The focus is a cloud-based software platform that wraps quality control, tracking, compliance and fast turnaround into a customizable workflow package for personalized cell and gene therapy products. Imagine what could occur if one patient’s own re-engineered cells were introduced back into someone else’s body.

Vineti incubated within GE Ventures but spun out with a $13.75 million Series A investment in 2017 and began its first biotech partnership with Kite Pharma, now part of Gilead Sciences.

With the promise of taking personalized cell-based therapy from patient to product and back to patient without a misstep, the San Francisco startup is positioning its product as the orchestra conductor for all sectors contributing to the process, for any company that needs its software solution.

Many companies will need it, Pellini predicted, pointing to the burgeoning cell- and gene-based therapy areas, along with the potential for personalized vaccines.

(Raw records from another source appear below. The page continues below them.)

//! Owner-side record management: listing, searching, and deletion.

use tracing::info;

use docv_gateway::{LedgerError, LedgerGateway, LedgerResult};
use docv_types::{Fingerprint, Record, TransactionReceipt};

/// Fetch the connected identity's records, newest first.
///
/// The ledger guarantees no ordering for `list_by_owner`, so the list is
/// sorted locally by registration time (fingerprint as tie-break).
pub async fn history<G>(gateway: &G) -> LedgerResult<Vec<Record>>
where
    G: LedgerGateway + ?Sized,
{
    let owner = gateway
        .connected_identity()
        .ok_or(LedgerError::NotConnected)?;
    let mut records = gateway.list_by_owner(&owner).await?;
    records.sort_by(|a, b| {
        b.created_at
            .cmp(&a.created_at)
            .then_with(|| a.fingerprint.cmp(&b.fingerprint))
    });
    Ok(records)
}

/// Filter records by a case-insensitive substring of the title or the
/// fingerprint hex. A blank query matches everything.
pub fn search(records: &[Record], query: &str) -> Vec<Record> {
    let needle = query.trim().to_lowercase();
    if needle.is_empty() {
        return records.to_vec();
    }
    records
        .iter()
        .filter(|record| {
            record.title.to_lowercase().contains(&needle)
                || record.fingerprint.to_hex().contains(&needle)
        })
        .cloned()
        .collect()
}

/// Delete a single owned record. The ledger enforces ownership.
pub async fn delete<G>(gateway: &G, fingerprint: &Fingerprint) -> LedgerResult<TransactionReceipt>
where
    G: LedgerGateway + ?Sized,
{
    let receipt = gateway.remove(fingerprint).await?;
    info!(fingerprint = %fingerprint.short_id(), tx = %receipt.tx_hash, "record deleted");
    Ok(receipt)
}

/// Delete every record owned by the connected identity in one atomic batch.
///
/// Returns `Ok(None)` without a ledger write when nothing is owned.
pub async fn delete_all<G>(gateway: &G) -> LedgerResult<Option<TransactionReceipt>>
where
    G: LedgerGateway + ?Sized,
{
    let owner = gateway
        .connected_identity()
        .ok_or(LedgerError::NotConnected)?;
    let records = gateway.list_by_owner(&owner).await?;
    let fingerprints: Vec<Fingerprint> = records.iter().map(|r| r.fingerprint).collect();
    if fingerprints.is_empty() {
        return Ok(None);
    }

    let receipt = gateway.remove_batch(&fingerprints).await?;
    info!(count = fingerprints.len(), tx = %receipt.tx_hash, "all records deleted");
    Ok(Some(receipt))
}

#[cfg(test)]
mod tests {
    use super::*;
    use docv_gateway::InMemoryLedgerGateway;
    use docv_types::AccountId;

    fn alice() -> AccountId {
        AccountId::from_raw([1; 20])
    }

    fn bob() -> AccountId {
        AccountId::from_raw([2; 20])
    }

    fn fp(byte: u8) -> Fingerprint {
        Fingerprint::from_digest([byte; 32])
    }

    #[tokio::test]
    async fn history_lists_only_the_connected_owner() {
        let gateway = InMemoryLedgerGateway::connected(alice());
        gateway.register(&fp(1), "mine", "d").await.unwrap();
        gateway.connect(bob());
        gateway.register(&fp(2), "theirs", "d").await.unwrap();
        gateway.connect(alice());

        let records = history(&gateway).await.unwrap();
        assert_eq!(records.len(), 1);
        assert_eq!(records[0].title, "mine");
    }

    #[tokio::test]
    async fn history_orders_deterministically() {
        let gateway = InMemoryLedgerGateway::connected(alice());
        // Registered within the same second: order falls back to the
        // fingerprint tie-break, so the result is stable across runs.
        gateway.register(&fp(3), "c", "d").await.unwrap();
        gateway.register(&fp(1), "a", "d").await.unwrap();
        gateway.register(&fp(2), "b", "d").await.unwrap();

        let records = history(&gateway).await.unwrap();
        let mut sorted = records.clone();
        sorted.sort_by(|a, b| {
            b.created_at
                .cmp(&a.created_at)
                .then_with(|| a.fingerprint.cmp(&b.fingerprint))
        });
        assert_eq!(records, sorted);
        assert_eq!(records.len(), 3);
    }

    #[tokio::test]
    async fn history_requires_a_connected_identity() {
        let gateway = InMemoryLedgerGateway::disconnected();
        assert_eq!(history(&gateway).await.unwrap_err(), LedgerError::NotConnected);
    }

    #[tokio::test]
    async fn search_matches_title_and_fingerprint_case_insensitively() {
        let gateway = InMemoryLedgerGateway::connected(alice());
        gateway.register(&fp(0xab), "Quarterly Report", "d").await.unwrap();
        gateway.register(&fp(0xcd), "Invoice", "d").await.unwrap();
        let records = history(&gateway).await.unwrap();

        assert_eq!(search(&records, "quarterly").len(), 1);
        assert_eq!(search(&records, "ABAB").len(), 1);
        assert_eq!(search(&records, "").len(), 2);
        assert_eq!(search(&records, "no such thing").len(), 0);
    }

    #[tokio::test]
    async fn delete_all_clears_owned_records_atomically() {
        let gateway = InMemoryLedgerGateway::connected(alice());
        gateway.register(&fp(1), "a", "d").await.unwrap();
        gateway.register(&fp(2), "b", "d").await.unwrap();
        gateway.connect(bob());
        gateway.register(&fp(3), "other", "d").await.unwrap();
        gateway.connect(alice());

        let receipt = delete_all(&gateway).await.unwrap();
        assert!(receipt.is_some());
        assert!(history(&gateway).await.unwrap().is_empty());

        // Another owner's records are untouched.
        assert!(gateway.lookup(&fp(3)).await.unwrap().is_some());
    }

    #[tokio::test]
    async fn delete_all_with_nothing_owned_skips_the_write() {
        let gateway = InMemoryLedgerGateway::connected(alice());
        assert_eq!(delete_all(&gateway).await.unwrap(), None);
        assert_eq!(gateway.write_calls(), 0);
    }

    #[tokio::test]
    async fn delete_surfaces_ledger_rejection() {
        let gateway = InMemoryLedgerGateway::connected(alice());
        let err = delete(&gateway, &fp(9)).await.unwrap_err();
        assert!(matches!(err, LedgerError::Rejected(_)));
    }
}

“The number of opportunities where there could be a logistical error in the process is significant, and why should every biotech and every pharmaceutical company build their own logistic infrastructure?” he asked. “This is an opportunity for Vineti to become the UPS, the logistics expert of the cell-based therapy world.”

Attend MedCity CONVERGE where both Amy DuRoss, CEO of Vineti and Michael Pellini, Partner, Section 32 and Chairman, Foundation Medicine will be speaking. Use promo code MCN50 to save $50. Register now.

Vineti is not the only company in the cell therapy supply-chain space. Cardiff, Wales-based TrakCel offers supply chain management for autologous and allogeneic therapies. And then there is World Courier, a health logistics and pharmaceutical supply chain firm and an AmerisourceBergen company.

For Vineti, with this round of funding, the world is the next step, said CEO Amy DuRoss.

“It’s a huge point that we’re already in Europe and we will be in Asia this year as well,” she said.

A chunk of this round of funding is going straight back into R&D to refine and enhance the modules offered on the platform. She noted that in addition to supply chain logistics, the company is being “increasingly pulled into the additional workflow around reimbursement,”along with how patients are monitored and followed up, DuRoss explained.

The entry points aren’t all with commercialized therapies, she noted. “Even in phase one, many of the trial protocols we’re seeing are global,” she said. “[The companies running the phase I trials] are not content to start with one geography and expand there.”

With all the points of transfer across customs and shipping in these cross-regional projects, she said, the kind of traceability that the Vineti platform offers is key because “you can’t have a single geography in this field.”

The geography will include some areas that conventionally are overlooked, according to DuRoss. “This gets back to the mission of our business (that) we absolutely seek to democratize access to these therapies for the broader world,” she said. “It’s a really important point and it gets forgotten: we get sort of western-focused, and there’s a lot more world out there.”